First simple variant of the program with Captain of Crush hand grippers for 4 weeks
Week 1:
Compression: 3 sets of 3 repetitions with the working number of COC;
Hold: 3 sets of 10 seconds with the working number of COC;
Reverse compression: 3 sets of 6 repetitions with the previous number of COC.
Week 2:
Compression: 3 sets of 4 repetitions with the working number of COC.
Hold: 3 sets of 12 seconds with the working number of COC.
Reverse compression: 3 sets of 8 repetitions.
Week 3:
Compression: 3 sets of 5 repetitions.
Hold: 3 sets of 15 seconds.
Reverse compression: 3 sets of 10 repetitions.
Week 4:
Compression: 3 sets of 6 repetitions.
Hold: 3 sets of 17 seconds.
Reverse compression: 3 sets of 12 repetitions.
Week 5
Rest
It is assumed that you already know your working weight (resistance).
After completing the program, you can try moving to the next working number of COC. If it's still challenging, repeat the cycle of the program again.
Second more advanced variant of the program with Captain of Crush hand grippers for 7 weeks
Week 1: COC #1. Compression 3x8, hold 3x15, reverse compressions 3x10
Week 2: COC #1. Compression 3x10, hold 3x20, reverse compressions 3x12
Week 3: COC #1.5 Compression 3x6, hold 2x10, reverse compressions 3x8
Week 4: COC #1.5 Compression 3x8, hold 2x15, reverse compressions 3x10
Week 5: COC #2 Compression 3x3, hold 1x6, reverse compressions 3x4
Week 6: COC #2 Compression 3x4, hold 1x8, reverse compressions 3x6
Week 7: COC #2 Compression 3x5, hold 1x10, reverse compressions 3x8
Week 8: Rest
This variant is for advanced users, the gripper numbers are already given.
After completing the cycle, you can try switching to the next gripper numbers in the lineup and start the cycle again.

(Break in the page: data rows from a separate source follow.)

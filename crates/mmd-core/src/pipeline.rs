//! One session of the translate → summarize → evaluate flow.
//!
//! [`Pipeline`] owns the model cache for the session, so every model is
//! loaded at most once while it lives (unless caching is disabled) and all of
//! them are released when it is dropped. The step methods let a terminal
//! display each stage as soon as it completes; [`Pipeline::run`] chains them
//! for non-interactive use.

use crate::config::MmdConfig;
use crate::errors::MmdError;
use crate::evaluation::{Evaluator, HttpTokenEmbedder, MetricsReport, TokenEmbedder};
use crate::inference::{HttpModelLoader, ModelCache, ModelLoader};
use crate::summarization::{self, word_count, LengthBounds, Summarizer, Summary};
use crate::translation::{ModelSelector, Translation, TranslationDispatcher};
use chrono::{DateTime, Utc};
use serde::Serialize;
use std::sync::Arc;
use uuid::Uuid;

pub const EMPTY_INPUT_MESSAGE: &str = "Please enter some text to translate and summarize.";
pub const SUMMARIZATION_FAILED_MESSAGE: &str = "An error occurred during summarization.";

/// Word counts of the original input and its summary
#[derive(Debug, Clone, Copy, PartialEq, Serialize)]
pub struct SummaryStats {
    pub original_words: usize,
    pub summary_words: usize,
    /// `summary_words / original_words`
    pub compression_ratio: f64,
}

impl SummaryStats {
    pub fn compute(original: &str, summary: &str) -> Self {
        let original_words = word_count(original);
        let summary_words = word_count(summary);
        let compression_ratio = if original_words == 0 {
            0.0
        } else {
            summary_words as f64 / original_words as f64
        };
        Self {
            original_words,
            summary_words,
            compression_ratio,
        }
    }
}

/// Result of the summarization step. A failed summarization does not end
/// the interaction; it only means there is nothing to evaluate.
#[derive(Debug, Clone, PartialEq)]
pub enum SummaryOutcome {
    Summarized(Summary),
    Unavailable { message: String },
}

impl SummaryOutcome {
    pub fn summary(&self) -> Option<&Summary> {
        match self {
            SummaryOutcome::Summarized(summary) => Some(summary),
            SummaryOutcome::Unavailable { .. } => None,
        }
    }
}

#[derive(Debug, Clone)]
pub struct InteractionRequest {
    pub text: String,
    pub target_language: String,
    pub selector: ModelSelector,
    pub bounds: LengthBounds,
}

#[derive(Debug, Clone, Copy, PartialEq, Eq, Serialize)]
#[serde(rename_all = "snake_case")]
pub enum InteractionStatus {
    Completed,
    EmptyInput,
    SummaryUnavailable,
    /// Translation and summary are kept; scoring did not complete
    EvaluationFailed,
}

#[derive(Debug, Clone, Serialize)]
pub struct InteractionReport {
    pub id: Uuid,
    pub timestamp: DateTime<Utc>,
    pub status: InteractionStatus,
    pub translation: Option<Translation>,
    pub summary: Option<Summary>,
    pub stats: Option<SummaryStats>,
    pub metrics: Option<MetricsReport>,
    /// User-facing messages raised along the way
    pub notices: Vec<String>,
}

impl InteractionReport {
    pub fn new() -> Self {
        Self {
            id: Uuid::new_v4(),
            timestamp: Utc::now(),
            status: InteractionStatus::Completed,
            translation: None,
            summary: None,
            stats: None,
            metrics: None,
            notices: Vec::new(),
        }
    }
}

impl Default for InteractionReport {
    fn default() -> Self {
        Self::new()
    }
}

pub struct Pipeline {
    models: Arc<ModelCache>,
    dispatcher: TranslationDispatcher,
    summarizer: Arc<dyn Summarizer>,
    evaluator: Evaluator,
}

impl Pipeline {
    pub fn new(
        models: Arc<ModelCache>,
        dispatcher: TranslationDispatcher,
        summarizer: Arc<dyn Summarizer>,
        evaluator: Evaluator,
    ) -> Self {
        Self {
            models,
            dispatcher,
            summarizer,
            evaluator,
        }
    }

    /// Build a session against the inference server described by `config`
    pub fn from_config(config: &MmdConfig) -> Result<Self, MmdError> {
        config.validate()?;
        let loader = Arc::new(HttpModelLoader::from_config(&config.inference)?);
        let embedder = Arc::new(HttpTokenEmbedder::from_config(&config.evaluation.bertscore)?);
        Self::with_components(config, loader, embedder)
    }

    /// Build a session with caller-supplied model and embedding backends
    pub fn with_components(
        config: &MmdConfig,
        loader: Arc<dyn ModelLoader>,
        embedder: Arc<dyn TokenEmbedder>,
    ) -> Result<Self, MmdError> {
        let models = Arc::new(ModelCache::with_caching(loader, config.inference.cache_models));
        let dispatcher = TranslationDispatcher::new(&config.translation, models.clone());
        let summarizer = summarization::from_config(&config.summarization, models.clone())?;
        let evaluator = Evaluator::new(embedder, config.evaluation.bertscore.strip_special_tokens);
        Ok(Self::new(models, dispatcher, summarizer, evaluator))
    }

    pub fn models(&self) -> &ModelCache {
        &self.models
    }

    pub fn summarizer(&self) -> &dyn Summarizer {
        self.summarizer.as_ref()
    }

    pub async fn translate_step(
        &self,
        text: &str,
        target_language: &str,
        selector: ModelSelector,
    ) -> Result<Translation, MmdError> {
        self.dispatcher.translate(text, target_language, selector).await
    }

    pub async fn summarize_step(
        &self,
        text: &str,
        bounds: LengthBounds,
    ) -> Result<SummaryOutcome, MmdError> {
        match self.summarizer.summarize(text, bounds).await {
            Ok(summary) => Ok(SummaryOutcome::Summarized(summary)),
            Err(MmdError::RemoteSummaryUnavailable) => Ok(SummaryOutcome::Unavailable {
                message: MmdError::RemoteSummaryUnavailable.to_string(),
            }),
            Err(e) if e.is_summarization_failure() => {
                log::warn!("No summary available: {}", e);
                Ok(SummaryOutcome::Unavailable {
                    message: SUMMARIZATION_FAILED_MESSAGE.to_string(),
                })
            }
            Err(e) => Err(e),
        }
    }

    /// Score `summary` against the original, untranslated input
    pub async fn evaluate_step(
        &self,
        original: &str,
        summary: &str,
    ) -> Result<(SummaryStats, MetricsReport), MmdError> {
        let stats = SummaryStats::compute(original, summary);
        let metrics = self.evaluator.evaluate(original, summary).await?;
        Ok((stats, metrics))
    }

    /// Run one full interaction
    pub async fn run(&self, request: &InteractionRequest) -> Result<InteractionReport, MmdError> {
        let mut report = InteractionReport::new();

        if request.text.trim().is_empty() {
            log::info!("[{}] Empty input, nothing to do", report.id);
            report.status = InteractionStatus::EmptyInput;
            report.notices.push(EMPTY_INPUT_MESSAGE.to_string());
            return Ok(report);
        }

        log::info!(
            "[{}] Starting interaction: {} words, target '{}', model {}",
            report.id,
            word_count(&request.text),
            request.target_language,
            request.selector
        );

        let translation = self
            .translate_step(&request.text, &request.target_language, request.selector)
            .await
            .map_err(|e| {
                log::error!("[{}] Translation failed: {}", report.id, e);
                e
            })?;

        let outcome = self.summarize_step(&translation.text, request.bounds).await?;
        report.translation = Some(translation);

        let summary = match outcome {
            SummaryOutcome::Summarized(summary) => summary,
            SummaryOutcome::Unavailable { message } => {
                report.status = InteractionStatus::SummaryUnavailable;
                report.notices.push(message);
                log::info!("[{}] Finished without a summary", report.id);
                return Ok(report);
            }
        };

        if let Some(truncation) = &summary.truncation {
            report.notices.push(truncation.notice.clone());
        }

        let stats = SummaryStats::compute(&request.text, &summary.text);
        report.stats = Some(stats);
        let evaluation = self.evaluator.evaluate(&request.text, &summary.text).await;
        report.summary = Some(summary);

        match evaluation {
            Ok(metrics) => {
                log::info!(
                    "[{}] Finished: compression {:.2}, ROUGE-1 {:.4}, BERTScore (F1) {:.4}",
                    report.id,
                    stats.compression_ratio,
                    metrics.rouge_1,
                    metrics.bertscore_f1
                );
                report.metrics = Some(metrics);
            }
            Err(e) => {
                log::error!("[{}] Evaluation failed: {}", report.id, e);
                report.status = InteractionStatus::EvaluationFailed;
                report.notices.push(e.to_string());
            }
        }
        Ok(report)
    }
}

In this variant, reverse compressions are also done with the previous COC number!
Notes on Captain of Crush hand grippers numbers:
By working number, we mean the one you can squeeze several times in several sets and with which you want to progress.
By the previous number, we mean the one you can easily squeeze 10 times or more in several sets. And the one you trained with before.
Notes on exercises:
In these programs, we use one main exercise, namely the regular squeezing of the hand gripper. The goal is to develop maximum grip strength.
And two auxiliary exercises:
One exercise for static hold, aimed at developing strength in the final phase of closure, which is the most difficult.
And one for reverse closure. To develop grip strength in the opposite direction.
Additional tips:
Warm up your wrists for 5-10 minutes before starting training.
Don't train more than 2-3 times a week.
Use hand grippers corresponding to your level of preparedness.
Pay attention to the correct technique of exercises execution. The main squeezing exercise should be performed with full amplitude.
Listen to your body and take breaks if you feel pain.
These programs are general recommendations. You may need to adjust them depending on your level of preparedness and goals.